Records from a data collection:
• • • •
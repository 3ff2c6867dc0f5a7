use crate::model::hand::{Hand, HandStatus};
use crate::model::player::PlayerId;

/// Hit-or-stay decision, queried only while a hand is active.
#[derive(Debug, Clone, Copy, PartialEq, Eq)]
pub enum TurnDecision {
    Draw,
    Stay,
}

/// Where a drawn Second Chance card goes.
#[derive(Debug, Clone, Copy, PartialEq, Eq)]
pub enum SecondChanceOutcome {
    Keep,
    Give(PlayerId),
    Discard,
}

/// Publicly observable per-player state. Targeting decisions see only
/// this much; exact held values are never exposed.
#[derive(Debug, Clone, Copy, PartialEq, Eq)]
pub struct PublicHand {
    pub id: PlayerId,
    pub status: HandStatus,
    pub number_sum: u32,
    pub number_count: usize,
    pub has_second_chance: bool,
}

impl PublicHand {
    pub fn observe(id: PlayerId, hand: &Hand) -> Self {
        Self {
            id,
            status: hand.status(),
            number_sum: hand.number_sum(),
            number_count: hand.number_count(),
            has_second_chance: hand.has_second_chance(),
        }
    }
}

/// Snapshot handed to strategies: the acting player plus the public
/// state of every seat at the table.
#[derive(Debug, Clone, Copy)]
pub struct TableView<'a> {
    actor: PlayerId,
    players: &'a [PublicHand],
}

impl<'a> TableView<'a> {
    pub fn new(actor: PlayerId, players: &'a [PublicHand]) -> Self {
        Self { actor, players }
    }

    pub fn actor(&self) -> PlayerId {
        self.actor
    }

    pub fn players(&self) -> &[PublicHand] {
        self.players
    }

    pub fn me(&self) -> &PublicHand {
        &self.players[self.actor.index()]
    }

    pub fn opponents(&self) -> impl Iterator<Item = &PublicHand> + '_ {
        let actor = self.actor;
        self.players.iter().filter(move |p| p.id != actor)
    }

    pub fn active_opponents(&self) -> impl Iterator<Item = &PublicHand> + '_ {
        self.opponents()
            .filter(|p| matches!(p.status, HandStatus::Active))
    }
}

/// Decision seam between the round state machine and a player's brain.
/// All methods are pure with respect to the views they receive; the
/// engine snapshots state fresh before every call.
pub trait Strategy: Send + Sync {
    /// Draw another card or bank the current hand.
    fn decide(&self, hand: &Hand, table: &TableView<'_>) -> TurnDecision;

    /// Opponent to freeze after drawing a Freeze card.
    fn freeze_target(&self, table: &TableView<'_>) -> Option<PlayerId>;

    /// Opponent forced to draw after a Flip Three card.
    fn flip_three_target(&self, table: &TableView<'_>) -> Option<PlayerId>;

    /// Disposition of a drawn Second Chance card.
    fn second_chance(&self, table: &TableView<'_>) -> SecondChanceOutcome;
}

#[cfg(test)]
mod tests {
    use super::{PublicHand, TableView};
    use crate::model::hand::{Hand, HandStatus};
    use crate::model::player::PlayerId;

    fn snapshot() -> Vec<PublicHand> {
        let mut hands = vec![Hand::new(), Hand::new(), Hand::new()];
        hands[1].take_number(9).unwrap();
        hands[2].stay().unwrap();
        hands
            .iter()
            .enumerate()
            .map(|(i, hand)| PublicHand::observe(PlayerId::new(i), hand))
            .collect()
    }

    #[test]
    fn observe_captures_public_fields_only() {
        let mut hand = Hand::new();
        hand.take_number(3).unwrap();
        hand.take_number(8).unwrap();
        hand.grant_second_chance().unwrap();
        let public = PublicHand::observe(PlayerId::new(0), &hand);
        assert_eq!(public.number_sum, 11);
        assert_eq!(public.number_count, 2);
        assert!(public.has_second_chance);
        assert_eq!(public.status, HandStatus::Active);
    }

    #[test]
    fn opponents_exclude_the_actor() {
        let players = snapshot();
        let view = TableView::new(PlayerId::new(1), &players);
        let ids: Vec<_> = view.opponents().map(|p| p.id.index()).collect();
        assert_eq!(ids, vec![0, 2]);
        assert_eq!(view.me().number_sum, 9);
    }

    #[test]
    fn active_opponents_skip_terminal_hands() {
        let players = snapshot();
        let view = TableView::new(PlayerId::new(0), &players);
        let ids: Vec<_> = view.active_opponents().map(|p| p.id.index()).collect();
        assert_eq!(ids, vec![1]);
    }
}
• • • •
## Problem to solve:
Lines that hold "drawn" are the ones to copy, so pick each out from the data.

## Task result:
/// Where a drawn Second Chance card goes.
    /// Disposition of a drawn Second Chance card.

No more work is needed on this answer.